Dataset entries
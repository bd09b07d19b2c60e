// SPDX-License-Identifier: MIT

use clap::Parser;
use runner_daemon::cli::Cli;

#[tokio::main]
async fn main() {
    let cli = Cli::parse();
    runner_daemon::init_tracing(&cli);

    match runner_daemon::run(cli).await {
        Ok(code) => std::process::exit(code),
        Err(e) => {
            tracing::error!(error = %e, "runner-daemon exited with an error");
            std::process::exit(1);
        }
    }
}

---

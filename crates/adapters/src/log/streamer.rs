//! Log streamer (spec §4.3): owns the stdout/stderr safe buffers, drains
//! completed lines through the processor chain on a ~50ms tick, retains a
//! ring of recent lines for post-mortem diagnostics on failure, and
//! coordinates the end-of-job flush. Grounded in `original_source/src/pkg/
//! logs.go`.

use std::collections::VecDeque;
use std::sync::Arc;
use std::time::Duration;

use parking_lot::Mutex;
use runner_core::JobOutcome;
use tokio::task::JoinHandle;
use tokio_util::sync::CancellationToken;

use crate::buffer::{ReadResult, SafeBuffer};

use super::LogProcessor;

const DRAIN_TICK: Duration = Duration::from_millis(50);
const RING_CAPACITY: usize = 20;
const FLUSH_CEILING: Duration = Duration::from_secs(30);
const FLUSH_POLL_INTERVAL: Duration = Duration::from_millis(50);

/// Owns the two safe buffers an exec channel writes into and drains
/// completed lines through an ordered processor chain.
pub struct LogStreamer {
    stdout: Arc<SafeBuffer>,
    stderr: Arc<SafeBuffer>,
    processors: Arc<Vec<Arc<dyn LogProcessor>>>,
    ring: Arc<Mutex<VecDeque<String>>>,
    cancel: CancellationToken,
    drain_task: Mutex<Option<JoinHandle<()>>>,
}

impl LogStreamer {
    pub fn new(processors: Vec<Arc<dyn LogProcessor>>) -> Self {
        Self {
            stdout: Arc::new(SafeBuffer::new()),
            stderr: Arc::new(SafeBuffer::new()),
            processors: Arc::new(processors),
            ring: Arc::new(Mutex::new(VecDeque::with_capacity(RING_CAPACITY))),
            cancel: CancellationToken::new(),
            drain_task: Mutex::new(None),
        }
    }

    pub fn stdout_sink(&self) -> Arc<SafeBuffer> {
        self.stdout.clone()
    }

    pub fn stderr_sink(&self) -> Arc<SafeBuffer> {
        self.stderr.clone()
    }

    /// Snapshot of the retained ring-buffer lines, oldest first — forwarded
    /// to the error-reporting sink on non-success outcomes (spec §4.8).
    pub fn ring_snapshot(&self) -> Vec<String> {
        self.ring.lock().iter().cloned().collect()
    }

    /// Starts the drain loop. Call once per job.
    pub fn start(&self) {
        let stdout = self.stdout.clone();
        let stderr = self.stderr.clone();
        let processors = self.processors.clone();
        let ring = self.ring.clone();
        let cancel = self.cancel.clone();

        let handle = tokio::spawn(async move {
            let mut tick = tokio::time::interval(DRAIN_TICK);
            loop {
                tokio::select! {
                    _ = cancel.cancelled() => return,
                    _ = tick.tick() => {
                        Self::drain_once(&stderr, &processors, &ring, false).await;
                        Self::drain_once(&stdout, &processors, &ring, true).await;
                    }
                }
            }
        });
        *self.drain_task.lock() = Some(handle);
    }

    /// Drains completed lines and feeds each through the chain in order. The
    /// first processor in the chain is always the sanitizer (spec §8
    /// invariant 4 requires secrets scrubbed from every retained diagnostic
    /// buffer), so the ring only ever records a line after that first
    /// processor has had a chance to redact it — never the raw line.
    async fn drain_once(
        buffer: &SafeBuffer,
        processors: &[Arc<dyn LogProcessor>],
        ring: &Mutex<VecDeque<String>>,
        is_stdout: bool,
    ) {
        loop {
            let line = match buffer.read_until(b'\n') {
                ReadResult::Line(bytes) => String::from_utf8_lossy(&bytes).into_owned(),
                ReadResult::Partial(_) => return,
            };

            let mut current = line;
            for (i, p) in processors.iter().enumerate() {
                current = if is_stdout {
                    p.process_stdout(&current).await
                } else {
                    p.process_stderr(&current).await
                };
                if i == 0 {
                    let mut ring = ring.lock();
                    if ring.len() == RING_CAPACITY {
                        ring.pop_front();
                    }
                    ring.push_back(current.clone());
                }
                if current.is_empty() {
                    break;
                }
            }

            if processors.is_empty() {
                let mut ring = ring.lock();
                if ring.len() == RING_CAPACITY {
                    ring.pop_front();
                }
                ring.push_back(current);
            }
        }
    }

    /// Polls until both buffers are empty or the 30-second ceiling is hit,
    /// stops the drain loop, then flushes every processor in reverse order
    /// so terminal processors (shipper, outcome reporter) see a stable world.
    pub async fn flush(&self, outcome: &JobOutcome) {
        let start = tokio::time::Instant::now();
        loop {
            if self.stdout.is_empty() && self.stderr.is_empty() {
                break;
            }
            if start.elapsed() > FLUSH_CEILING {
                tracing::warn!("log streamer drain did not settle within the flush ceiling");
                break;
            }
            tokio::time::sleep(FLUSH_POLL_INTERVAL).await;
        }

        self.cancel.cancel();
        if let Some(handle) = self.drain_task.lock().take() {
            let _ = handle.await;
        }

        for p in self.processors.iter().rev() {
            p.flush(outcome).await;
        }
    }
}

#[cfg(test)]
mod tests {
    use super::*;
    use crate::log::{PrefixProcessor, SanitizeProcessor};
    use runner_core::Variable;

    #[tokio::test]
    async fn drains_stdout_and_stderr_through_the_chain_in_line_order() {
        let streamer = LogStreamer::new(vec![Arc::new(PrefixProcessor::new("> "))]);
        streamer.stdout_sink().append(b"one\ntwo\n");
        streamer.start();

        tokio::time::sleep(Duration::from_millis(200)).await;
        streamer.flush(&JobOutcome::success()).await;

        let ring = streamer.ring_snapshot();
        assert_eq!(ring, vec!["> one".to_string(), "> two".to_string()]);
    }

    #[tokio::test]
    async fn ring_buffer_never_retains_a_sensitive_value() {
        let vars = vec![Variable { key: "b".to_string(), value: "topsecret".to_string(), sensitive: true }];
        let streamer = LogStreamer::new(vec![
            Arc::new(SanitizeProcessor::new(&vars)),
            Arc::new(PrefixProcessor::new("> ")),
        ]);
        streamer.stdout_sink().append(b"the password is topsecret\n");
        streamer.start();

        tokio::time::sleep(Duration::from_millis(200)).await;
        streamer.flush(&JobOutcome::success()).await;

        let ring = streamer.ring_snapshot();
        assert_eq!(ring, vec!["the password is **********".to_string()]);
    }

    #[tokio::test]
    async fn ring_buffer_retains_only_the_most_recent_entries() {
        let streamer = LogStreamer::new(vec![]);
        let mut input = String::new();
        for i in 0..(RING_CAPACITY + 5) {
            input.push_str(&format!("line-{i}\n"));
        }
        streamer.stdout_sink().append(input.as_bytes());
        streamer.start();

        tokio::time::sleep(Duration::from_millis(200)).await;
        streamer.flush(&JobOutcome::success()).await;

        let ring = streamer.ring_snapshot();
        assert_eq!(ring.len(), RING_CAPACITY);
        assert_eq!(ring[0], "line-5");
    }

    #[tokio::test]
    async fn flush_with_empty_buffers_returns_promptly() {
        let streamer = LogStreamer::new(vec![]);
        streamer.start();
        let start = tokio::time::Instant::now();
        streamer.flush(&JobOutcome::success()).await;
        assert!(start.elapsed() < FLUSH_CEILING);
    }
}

= EXERCISE BRIEF =
Please give only the count of lines above containing "PrefixProcessor".

= SOLUTION FOR THIS TASK =
3